The working class and the revolutionary section of the peasantry understand what the Red Army means and the need to meet its needs first and foremost. If that consciousness did not exist, the Red Army would not exist, either. We are reassured of the readiness that there is to support the Red Army with everything it requires every time that we test it, whether by forming volunteer reinforcement squadrons or by collecting warm clothes, and so on.

Nevertheless, the mass of workers, living on hunger rations, cannot but watch closely that the army shall not demand for itself more than is actually necessary, and that all supplies for the army shall be actually delivered to their proper destination. Since, in this respect, of course, all is not well, there exists among the worker masses a natural dissatisfaction with the irregularities, injustices and abuses of some of the organs of the War Department.

To this must be added the fact that inequality exists within the military organisation – inequality which in some cases is quite explicable and unavoidable, but which in other cases is not at all due to necessity, but is excessive and sometimes downright criminal.

Every Red Army warrior fully accepts that the commander of his unit should enjoy certain privileges as regards lodging, means of transport and even uniform.

An honest and thoughtful Red Army man knows that a commander must be able to study a situation, make dispositions, and so on, in conditions which more or less facilitate the performance of these tasks. If the commander catches cold, or in any other way falls ill, that has repercussions for the unit that are much more serious than sickness on the part of a rank-and-file soldier, however brave he may be. It would, of course, be desirable that every soldier in the Red Army should have to the same extent everything that he needs. But, on campaign, this is not possible, especially not in our exhausted country. And, consequently, the overwhelming majority of Red Army men recognise without murmuring, through their common sense, that it is necessary for their commanders and commissars to enjoy certain material privileges which ensure the interests of the common military cause.

But these privileges must result precisely from the needs of the work. It would, of course, be very fine if every infantryman could be transported by motor-car. But we have only a tiny number of motor-cars. It is quite natural if light cars are assigned only to commanders and members of the Revolutionary War Councils of armies, and, in particular instances, to the commanders and commissars of divisions who have to travel round units spread over a very wide area. Just as comprehensible is it that a battalion commander should have a horse to ride. The Red Army man will not argue against these privileges, or, if he does, one can always explain them to him and, in most cases, convince him.

Every soldier understands that the first pair of boots and the first overcoat must be given to the commander, for, if the worst comes to the worst, a barefoot Red Army man with no overcoat can stay behind in his hut, whereas a commander must always be in a position to fight.

But when the motor-car is used for merry outings, before the eyes of the tired Red Army soldiers, or when commanders dress with flashy foppishness, while their men go half-naked, such facts cannot but provoke exasperation and murmuring among the Red Army soldiers.

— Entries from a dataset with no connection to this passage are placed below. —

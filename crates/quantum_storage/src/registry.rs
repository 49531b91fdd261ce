#![forbid(unsafe_code)]

use quantum_kernel_contracts::audit::{
    RecordAuditEvent, RecordAuditEventInput, RecordAuditEventKind,
};
use quantum_kernel_contracts::qrec::{
    DiagnosticsReport, IntegrityReport, QuantumRecord, RecordAnalytics, RecordHash, RecordInput,
    RegistryError,
};
use quantum_kernel_contracts::{BlockHeight, PrincipalId};
use tracing::{debug, error, info, warn};

use crate::audit::{record_state_digest, AuditLedger};
use crate::config::{GrantMode, RegistryConfig};
use crate::permissions::PermissionRegistry;
use crate::records::RecordTable;
use crate::tags;

/// Trusted per-operation values supplied by the host.
#[derive(Debug, Clone, PartialEq, Eq)]
pub struct CallContext {
    pub caller: PrincipalId,
    pub height: BlockHeight,
}

impl CallContext {
    pub fn new(caller: PrincipalId, height: BlockHeight) -> Self {
        Self { caller, height }
    }
}

fn rejected(
    op: &'static str,
    ctx: &CallContext,
    record_hash: Option<RecordHash>,
    err: RegistryError,
) -> RegistryError {
    match err {
        RegistryError::AuthFailure
        | RegistryError::OperationForbidden
        | RegistryError::AdminOnly
        | RegistryError::AccessDenied => warn!(
            op,
            caller = %ctx.caller,
            record_hash = ?record_hash.map(|h| h.0),
            height = ctx.height.0,
            error = %err,
            "registry call denied"
        ),
        _ => debug!(
            op,
            caller = %ctx.caller,
            record_hash = ?record_hash.map(|h| h.0),
            error = %err,
            "registry call rejected"
        ),
    }
    err
}

/// Record store, permission registry and audit ledger behind one owner.
///
/// Every method runs to completion or returns an error before touching any table. Callers that
/// share a registry across threads go through [`crate::SharedRegistry`].
#[derive(Debug, Clone)]
pub struct QuantumRegistry {
    administrator: PrincipalId,
    config: RegistryConfig,
    records: RecordTable,
    permissions: PermissionRegistry,
    audit: AuditLedger,
}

Privilege is, in itself, in certain cases, inevitable, I repeat – an unavoidable evil for the time being. Ostentatious indulgence in privilege is not just an evil, it is a crime. And the mass of Red Army men can, by and large, very well distinguish where necessary privilege, due to the needs of work, ends and where abuse of privilege begins.

Especially demoralising and disintegrating in its effect on the army is any utilisation of privileges which is connected with violation of the established regulations, decrees and orders. This means, above all and in the main, evening parties with drink, with women present, and so on and so forth.

Phenomena of this sort are by no means exceptional. Every Red Army man knows about them. They talk a lot in the units – often, of course, with exaggerations – about the feasting and boozing that goes on ‘at headquarters’. When setbacks occur, the mass of Red Army men frequently – with or without good grounds – see the reasons for them in the excessively gay life led by the commanders. Besides which, when retreats take place the tired and often half-shod soldiers notice that there are numerous women in the headquarters and supply trains, and so on.

The question of leave also plays a considerable role. The Revolutionary War Council of the Republic has frequently discussed this question with great care and has always reached the conclusion that it is quite impossible to introduce a system of leave for Red Army men. It is obvious that the rules governing this matter apply equally to rank-and-file soldiers and commanders and commissars. However, it is no secret to anyone, and least of all to the Red Army men, that commanders and commissars often get leave under the guise of official missions. For example, the deputy head of a divisional ordnance depot receives a visit from his wife (which itself is contrary to regulations) and then is sent on a seven-day official mission so that he can see her home. Yet, among the Red Army soldiers of the depot guard, there are men who have not seen their families for three years.

Such happenings as these are quite intolerable in the Red Army, which can develop only on the basis of growing internal solidarity among all its members.

The Red Army has been formed through extraordinary efforts by very many thousands of conscious and dedicated workers. Beginning with isolated guerrilla detachments or hastily-formed, unstable regiments lacking inner cohesion, it has been transformed into a powerful organisation which already possesses its own traditions and public opinion. Those Red Army men who have fought with the army for two years and more have learnt and are teaching younger comrades how to understand both the positive and the negative aspects of the army’s organisation, the legitimate and illegitimate privileges enjoyed by the commanding personnel, and so on. In the Red Army the best soldier does not mean at all the most submissive and uncomplaining.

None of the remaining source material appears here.